• What to work on
Filter out all lines without the word "pass" from the data below, please, and copy the rest.

[Stored data entries]
──────────

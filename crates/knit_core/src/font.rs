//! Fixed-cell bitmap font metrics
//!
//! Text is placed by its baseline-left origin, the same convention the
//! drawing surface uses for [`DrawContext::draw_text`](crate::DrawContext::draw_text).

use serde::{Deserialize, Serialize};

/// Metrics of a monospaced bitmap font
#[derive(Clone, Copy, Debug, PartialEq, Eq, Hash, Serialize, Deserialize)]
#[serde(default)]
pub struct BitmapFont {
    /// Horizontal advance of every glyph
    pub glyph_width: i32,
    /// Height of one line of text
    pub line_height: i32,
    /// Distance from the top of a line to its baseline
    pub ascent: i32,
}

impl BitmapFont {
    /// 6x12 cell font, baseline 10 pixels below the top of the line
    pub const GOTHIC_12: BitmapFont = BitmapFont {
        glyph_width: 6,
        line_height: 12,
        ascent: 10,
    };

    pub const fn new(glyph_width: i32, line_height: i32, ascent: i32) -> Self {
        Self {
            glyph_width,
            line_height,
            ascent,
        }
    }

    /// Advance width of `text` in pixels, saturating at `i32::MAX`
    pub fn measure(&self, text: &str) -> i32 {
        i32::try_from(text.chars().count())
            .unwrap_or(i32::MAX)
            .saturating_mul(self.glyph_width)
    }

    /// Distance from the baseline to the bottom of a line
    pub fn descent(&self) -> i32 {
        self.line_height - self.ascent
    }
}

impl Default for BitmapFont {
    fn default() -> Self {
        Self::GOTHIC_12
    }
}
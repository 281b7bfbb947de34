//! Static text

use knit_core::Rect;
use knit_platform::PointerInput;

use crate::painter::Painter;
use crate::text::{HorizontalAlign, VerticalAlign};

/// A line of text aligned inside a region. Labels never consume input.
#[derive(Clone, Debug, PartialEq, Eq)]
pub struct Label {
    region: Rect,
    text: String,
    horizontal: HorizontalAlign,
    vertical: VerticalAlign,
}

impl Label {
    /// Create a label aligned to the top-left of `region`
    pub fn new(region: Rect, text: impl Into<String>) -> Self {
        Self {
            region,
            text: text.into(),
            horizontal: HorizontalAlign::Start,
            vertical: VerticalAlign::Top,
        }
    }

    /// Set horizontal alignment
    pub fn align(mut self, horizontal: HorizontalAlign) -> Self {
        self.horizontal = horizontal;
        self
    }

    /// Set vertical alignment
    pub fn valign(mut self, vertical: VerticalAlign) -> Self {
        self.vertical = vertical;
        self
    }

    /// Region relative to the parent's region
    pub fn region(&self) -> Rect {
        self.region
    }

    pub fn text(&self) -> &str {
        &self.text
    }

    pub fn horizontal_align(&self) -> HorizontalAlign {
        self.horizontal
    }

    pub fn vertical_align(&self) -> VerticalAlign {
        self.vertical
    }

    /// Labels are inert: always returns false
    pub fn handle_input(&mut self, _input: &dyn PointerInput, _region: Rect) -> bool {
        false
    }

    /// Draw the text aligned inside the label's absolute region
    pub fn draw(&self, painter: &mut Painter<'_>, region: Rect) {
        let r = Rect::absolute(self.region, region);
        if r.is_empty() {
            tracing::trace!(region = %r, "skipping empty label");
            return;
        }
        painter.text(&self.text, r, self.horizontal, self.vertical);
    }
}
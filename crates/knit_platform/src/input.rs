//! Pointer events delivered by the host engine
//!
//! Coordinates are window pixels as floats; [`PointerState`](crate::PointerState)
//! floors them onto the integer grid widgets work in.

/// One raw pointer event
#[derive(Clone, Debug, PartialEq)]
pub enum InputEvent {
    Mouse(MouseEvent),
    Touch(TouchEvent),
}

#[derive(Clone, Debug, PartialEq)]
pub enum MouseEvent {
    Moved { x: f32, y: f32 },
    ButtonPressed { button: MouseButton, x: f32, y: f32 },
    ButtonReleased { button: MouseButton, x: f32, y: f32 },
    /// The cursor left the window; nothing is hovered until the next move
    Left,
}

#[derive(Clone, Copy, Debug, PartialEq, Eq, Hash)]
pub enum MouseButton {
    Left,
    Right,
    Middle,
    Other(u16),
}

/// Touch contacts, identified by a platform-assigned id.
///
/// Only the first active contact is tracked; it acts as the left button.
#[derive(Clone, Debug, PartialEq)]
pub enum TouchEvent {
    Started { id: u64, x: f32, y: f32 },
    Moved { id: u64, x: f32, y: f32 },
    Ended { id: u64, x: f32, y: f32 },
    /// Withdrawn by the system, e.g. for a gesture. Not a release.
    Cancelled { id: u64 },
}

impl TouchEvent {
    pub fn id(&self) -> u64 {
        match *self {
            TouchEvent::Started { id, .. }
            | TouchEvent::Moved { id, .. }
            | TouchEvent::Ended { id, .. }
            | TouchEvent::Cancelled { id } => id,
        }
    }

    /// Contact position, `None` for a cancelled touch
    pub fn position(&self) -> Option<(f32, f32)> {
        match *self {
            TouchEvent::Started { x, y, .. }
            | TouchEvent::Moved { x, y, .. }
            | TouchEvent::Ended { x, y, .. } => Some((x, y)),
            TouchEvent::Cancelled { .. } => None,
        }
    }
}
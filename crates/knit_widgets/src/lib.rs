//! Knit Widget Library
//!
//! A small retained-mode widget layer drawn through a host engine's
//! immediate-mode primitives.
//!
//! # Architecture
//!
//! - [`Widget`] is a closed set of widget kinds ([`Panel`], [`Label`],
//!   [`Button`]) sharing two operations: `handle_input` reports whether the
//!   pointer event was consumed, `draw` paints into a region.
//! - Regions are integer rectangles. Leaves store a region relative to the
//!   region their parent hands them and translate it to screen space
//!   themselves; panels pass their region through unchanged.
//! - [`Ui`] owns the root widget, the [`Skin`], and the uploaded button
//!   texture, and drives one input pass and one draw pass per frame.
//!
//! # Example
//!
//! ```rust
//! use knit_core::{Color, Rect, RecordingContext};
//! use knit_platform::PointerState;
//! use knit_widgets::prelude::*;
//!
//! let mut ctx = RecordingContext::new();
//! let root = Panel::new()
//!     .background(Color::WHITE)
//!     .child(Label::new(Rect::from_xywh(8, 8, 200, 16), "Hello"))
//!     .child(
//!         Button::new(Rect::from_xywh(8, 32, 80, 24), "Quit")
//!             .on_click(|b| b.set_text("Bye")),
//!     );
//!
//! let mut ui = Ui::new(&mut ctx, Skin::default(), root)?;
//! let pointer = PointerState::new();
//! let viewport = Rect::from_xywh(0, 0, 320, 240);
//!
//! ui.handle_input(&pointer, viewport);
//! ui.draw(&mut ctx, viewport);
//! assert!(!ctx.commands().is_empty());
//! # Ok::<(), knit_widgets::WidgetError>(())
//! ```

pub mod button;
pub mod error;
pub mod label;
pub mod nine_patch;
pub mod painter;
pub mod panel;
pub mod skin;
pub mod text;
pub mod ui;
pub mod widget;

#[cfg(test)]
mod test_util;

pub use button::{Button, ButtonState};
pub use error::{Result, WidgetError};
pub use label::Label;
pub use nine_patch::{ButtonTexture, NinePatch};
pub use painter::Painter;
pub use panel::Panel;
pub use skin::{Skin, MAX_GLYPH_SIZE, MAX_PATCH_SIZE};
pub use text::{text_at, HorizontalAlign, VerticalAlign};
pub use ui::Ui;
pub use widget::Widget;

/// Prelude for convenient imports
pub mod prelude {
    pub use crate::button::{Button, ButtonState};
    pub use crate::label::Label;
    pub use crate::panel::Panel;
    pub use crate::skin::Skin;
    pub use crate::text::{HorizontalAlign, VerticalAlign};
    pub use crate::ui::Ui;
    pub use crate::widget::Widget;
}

──────────

• Result below
//!   themselves; panels pass their region through unchanged.
//!   texture, and drives one input pass and one draw pass per frame.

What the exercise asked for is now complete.